Он был раздражен, как всегда бывали раздражены он и его друзья отказами тех, кто не подчинялся их желаниям. Однако после посещения таверны он еще более утвердился в намерении сделать Нелл своей любовницей.

Король был взбешен тем, что позволяли себе его актеры в такое время. Это не походило на короля; он был, как говорили многие при дворе, самым добродушным человеком. Но в последнее время он стал угрюм, и тому было много оснований.

Страшные испытания постигли страну. Голландский флот поднялся по реке Медуэй до самого. Чатема. Голландцы на время овладели Ширнессом; они сожгли боевые корабли «Великий Джеймс», «Королевский дуб» и «Верный Лондон» (последний из упомянутых кораблей лондонцы построили совсем недавно). Они подорвали склад боеприпасов, оценивавшийся в 40000 фунтов стерлингов, и, боясь, что они смогут пробиться до Лондонского моста и причинить еще больший ущерб, англичане затопили четыре боевых корабля у Блэкуолла и тринадцать – у Вулиджа.

Видеть, как торжествующе голландцы поднимаются вверх по реке Медуэй и тащат на буксире «Короля Карла», было для хладнокровных англичан величайшим унижением из всех, когда-либо переживаемых ими.

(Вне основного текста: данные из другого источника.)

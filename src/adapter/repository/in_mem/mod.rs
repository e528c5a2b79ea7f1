mod product;

pub(super) use product::InMemProductRepo;
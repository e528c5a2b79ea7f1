mod product;

pub(super) use product::MariadbProductRepo;
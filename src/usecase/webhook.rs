use std::boxed::Box;
use std::sync::Arc;

use storefront_common::logging::{app_log_event, AppLogContext, AppLogLevel};

use super::inventory::{ProcessSaleUseCase, SaleProcessOutcome, SaleProcessUcError};
use crate::adapter::processor::{AbstractPaymentProcessor, AppProcessorError};
use crate::adapter::repository::AppRepoError;
use crate::model::{WebhookIgnoreReason, WebhookRouteDecision};

#[derive(Debug)]
pub enum WebhookReconcileOutcome {
    Ignored(WebhookIgnoreReason),
    Processed(SaleProcessOutcome),
}

#[derive(Debug)]
pub enum WebhookReconcileUcError {
    MissingSignature,
    InvalidSignature(AppProcessorError),
    // paid order refers to product no longer in catalog
    ProductNotExist(u64),
    DataStoreError(AppRepoError),
}

impl From<AppProcessorError> for WebhookReconcileUcError {
    fn from(value: AppProcessorError) -> Self {
        Self::InvalidSignature(value)
    }
}
impl From<SaleProcessUcError> for WebhookReconcileUcError {
    fn from(value: SaleProcessUcError) -> Self {
        match value {
            SaleProcessUcError::ProductNotExist(id) => Self::ProductNotExist(id),
            SaleProcessUcError::DataStoreError(e) => Self::DataStoreError(e),
        }
    }
}

pub struct WebhookReconcileUseCase {
    pub processors: Arc<Box<dyn AbstractPaymentProcessor>>,
    pub sale_uc: ProcessSaleUseCase,
    pub logctx: Arc<AppLogContext>,
}

impl WebhookReconcileUseCase {
    /// Verify the raw body against the gateway signature, then route the
    /// event. Every verified delivery of a paid order triggers a fresh
    /// stock deduction, repeated deliveries are not detected.
    pub async fn execute(
        &self,
        raw: &[u8],
        signature: Option<&str>,
    ) -> Result<WebhookReconcileOutcome, WebhookReconcileUcError> {
        let logctx = &self.logctx;
        let signature = signature.ok_or(WebhookReconcileUcError::MissingSignature)?;
        self.processors.verify_webhook(raw, signature)?;
        let out = match WebhookRouteDecision::from_verified(raw) {
            WebhookRouteDecision::Ignored(reason) => {
                app_log_event!(logctx, AppLogLevel::INFO, "webhook-ignored: {:?}", reason);
                WebhookReconcileOutcome::Ignored(reason)
            }
            WebhookRouteDecision::Dispatched(sale) => {
                app_log_event!(
                    logctx,
                    AppLogLevel::INFO,
                    "payment-success, product:{}, quantity:{}",
                    sale.product_id,
                    sale.quantity
                );
                let result = self.sale_uc.execute(sale).await?;
                WebhookReconcileOutcome::Processed(result)
            }
        };
        Ok(out)
    }
}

Да, король, гордившийся своим морским флотом и сделавший больше, чем кто бы то ни было, для укрепления своих военно-морских сил, стал по-настоящему хандрить. Его подавленное состояние усиливалось тем, что находились люди, разъезжавшие по стране и говорившие, что все эти напасти и беды Англии были Божьим возмездием за грехи королевского двора. Ему рассказывали, как какой-то раздевшийся кавалер, едва прикрыв срамное место, пробежал по всему парламенту, руками удерживая над головой блюдо с пылающими углями и призывая придворных покаяться, пока не поздно, в своих блудодеяниях, которые вызвали столь явное неодобрение Господа.

Циничный Карл не преминул заметить, что неодобрение Господа можно было бы предотвратить с помощью денег, израсходовав их на ремонт и оснастку кораблей и приведя их таким образом в боевую готовность против голландцев. Но он был огорчен. Он не видел ни малейшей связи между пожарами с предшествующей им чумой, нанесшими убытки торговле страны и приведшими к столь унизительному поражению, и веселым времяпрепровождением при королевском дворе. По его глубокому убеждению, Бог не мог радоваться несчастьям английских придворных.

Чума появлялась в Лондоне часто и тянулась по многу лет. Он понимал, что этому способствовали перенаселенность бедняцких трущоб и ужасающая загрязненность улиц, а не его личная распущенность; пожар был таким страшным из-за того, что жилища нищеты были деревянными и лепились так близко друг к другу, что не было никаких способов остановить огонь в ту ветреную ночь.

Но он знал, что суеверным людям бесполезно говорить об этом, потому что, если что-то в жизни не ладилось, они считали это Божьим возмездием, а если все шло хорошо, они расценивали это как Божье благословение.

Но даже самый добродушный человек может иногда чувствовать раздражение, и когда он услышал, что в спектакле «Смена корон», дававшемся в его собственном театре, Джон Лейси продолжал издевательски высмеивать королевский двор, он не на шутку разгневался. В любое другое время он бы посмеялся и пожал плечами: он был не таким человеком, чтобы не признавать правду. Но сейчас, когда Лондон не оправился от ужасов чумы и пожара, когда голландцы нанесли стране самое унизительное поражение за всю ее историю, а в воздухе запахло бунтом – не менее явно, чем испарениями от пивоварен, мыловарен и сыромятен, разбросанных по городу, – подобное издевательство Лейси было чем-то большим, чем бестактность. Оно граничило с преступлением.

Король решил, что Лейси должен понести суровое наказание, а театр следует на время закрыть. Мягко говоря, неприлично фиглярствовать в такое время. Даже само существование театра давало козыри тем, кто осуждал праздную жизнь королевского двора.